I'm detecting a lot of uninformed opinions in this thread...
Clean energy doesn't exist... it is a salespitch and many of the most "Environmentally friendly" energy sources have been worse then pollution factories.
And I am not supporting pollution factories so much as saying that... just because something says "clean energy" it doesn't mean it is.
Clean is a very tricky term, usually when people say clean energy they mean "cleaner" energy than what's currently in use. While there are some environmental risks involved in the production of electronics such as photovoltaics and large batteries, overall they hardly compare to the constant emissions of combustive power plants.
Something I've never found satisfactory numbers for is the amount of pollution produced making sufficient batteries to power an electric car, compared to the emissions of a traditional car over the total period of use.

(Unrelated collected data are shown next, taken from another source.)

//! Qubit and device capability traits.

use tracing::warn;

use crate::error::{DeviceError, DeviceResult};

/// Operations available on one allocated qubit.
///
/// Two-qubit operations take the partner by reference; both qubits must
/// come from the same device.
pub trait Qubit {
    /// Hadamard.
    fn h(&self) -> DeviceResult<()>;

    /// Pauli-X (bit flip).
    fn x(&self) -> DeviceResult<()>;

    /// Pauli-Y.
    fn y(&self) -> DeviceResult<()>;

    /// Pauli-Z (phase flip).
    fn z(&self) -> DeviceResult<()>;

    /// S gate.
    fn s(&self) -> DeviceResult<()>;

    /// T gate.
    fn t(&self) -> DeviceResult<()>;

    /// Rotation about X by `angle` radians.
    fn rx(&self, angle: f64) -> DeviceResult<()>;

    /// Rotation about Y by `angle` radians.
    fn ry(&self, angle: f64) -> DeviceResult<()>;

    /// Rotation about Z by `angle` radians.
    fn rz(&self, angle: f64) -> DeviceResult<()>;

    /// Exchange the states of `self` and `other`.
    fn swap(&self, other: &Self) -> DeviceResult<()>;

    /// Controlled-NOT with `self` as control.
    fn cnot(&self, target: &Self) -> DeviceResult<()>;

    /// Controlled-Z.
    fn cz(&self, other: &Self) -> DeviceResult<()>;

    /// Measure in the computational basis; `true` means |1⟩.
    fn measure(&self) -> DeviceResult<bool>;

    /// Return the qubit to |0⟩.
    fn reset(&self) -> DeviceResult<()>;
}

/// A source of qubits.
pub trait QuantumDevice {
    /// Handle type issued by this device.
    type Qubit: Qubit;

    /// Take one qubit, or `None` if the device is full.
    fn allocate(&self) -> Option<Self::Qubit>;

    /// Take `n` qubits atomically, or `None` if fewer than `n` are free.
    fn allocate_many(&self, n: usize) -> Option<Vec<Self::Qubit>>;

    /// Return a qubit to the device. The qubit is reset to |0⟩ first.
    fn deallocate(&self, qubit: Self::Qubit) -> DeviceResult<()>;

    /// Number of qubits that can still be allocated.
    fn available(&self) -> usize;

    /// Like [`allocate`](Self::allocate) but reports exhaustion as an error.
    fn try_allocate(&self) -> DeviceResult<Self::Qubit> {
        self.allocate().ok_or_else(|| DeviceError::CapacityExhausted {
            requested: 1,
            available: self.available(),
        })
    }

    /// Like [`allocate_many`](Self::allocate_many) but reports exhaustion
    /// as an error.
    fn try_allocate_many(&self, n: usize) -> DeviceResult<Vec<Self::Qubit>> {
        self.allocate_many(n)
            .ok_or_else(|| DeviceError::CapacityExhausted {
                requested: n,
                available: self.available(),
            })
    }

    /// Run `f` with a freshly allocated qubit.
    ///
    /// The qubit is reset and deallocated on every exit path, including an
    /// `Err` from `f` or a panic. An error from `f` takes precedence over a
    /// cleanup error.
    fn using_qubit<T, F>(&self, f: F) -> DeviceResult<T>
    where
        Self: Sized,
        F: FnOnce(&Self::Qubit) -> DeviceResult<T>,
    {
        let guard = ScopeGuard::new(self, vec![self.try_allocate()?]);
        let result = f(&guard.qubits[0]);
        let cleanup = guard.release();
        result.and_then(|value| cleanup.map(|()| value))
    }

    /// Run `f` with `n` freshly allocated qubits, released like
    /// [`using_qubit`](Self::using_qubit).
    fn using_register<T, F>(&self, n: usize, f: F) -> DeviceResult<T>
    where
        Self: Sized,
        F: FnOnce(&[Self::Qubit]) -> DeviceResult<T>,
    {
        let guard = ScopeGuard::new(self, self.try_allocate_many(n)?);
        let result = f(&guard.qubits);
        let cleanup = guard.release();
        result.and_then(|value| cleanup.map(|()| value))
    }
}

/// Hands qubits back to their device when dropped.
struct ScopeGuard<'d, D: QuantumDevice> {
    device: &'d D,
    qubits: Vec<D::Qubit>,
}

impl<'d, D: QuantumDevice> ScopeGuard<'d, D> {
    fn new(device: &'d D, qubits: Vec<D::Qubit>) -> Self {
        Self { device, qubits }
    }

    /// Release explicitly and report the first failure.
    fn release(mut self) -> DeviceResult<()> {
        let qubits = std::mem::take(&mut self.qubits);
        release_all(self.device, qubits)
    }
}

impl<D: QuantumDevice> Drop for ScopeGuard<'_, D> {
    fn drop(&mut self) {
        if self.qubits.is_empty() {
            return;
        }
        let qubits = std::mem::take(&mut self.qubits);
        if let Err(e) = release_all(self.device, qubits) {
            warn!("failed to release scoped qubits during unwind: {e}");
        }
    }
}

fn release_all<D: QuantumDevice>(device: &D, qubits: Vec<D::Qubit>) -> DeviceResult<()> {
    let mut first_error = None;
    for qubit in qubits {
        if let Err(e) = device.deallocate(qubit) {
            first_error.get_or_insert(e);
        }
    }
    first_error.map_or(Ok(()), Err)
}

Electric cars aren't powered by hundreds of common batteries. They're powered by one really big one that acts as the "gas tank" if you will, which must be recharged when it runs low. Lithium is about as common an element as you can get, and is often extracted from salt deposits or even seawater, but large, long-lived rechargeable batteries currently require rarer metals, namely Lanathium. Like anything that must be mined out of the earth, they need mines to reach, and mines have all sorts of problems. Most electronics involve toxic chemicals at some stage of their production, and there is always a chance of some of those not being properly disposed of. However, the emissions involved in creating any kind of car will always pale in comparison to the emissions produced in using hydrocarbon-powered cars.
The main emission problem in electric cars comes from actually supplying them with power. They use electricity from the grid, but the vast majority of energy in the grid is still produced by fossil-fuel-burning power plants. Unless the power plants themselves are replaced with less emissive ones, switching every car to electric only means the gas is burned somewhere else.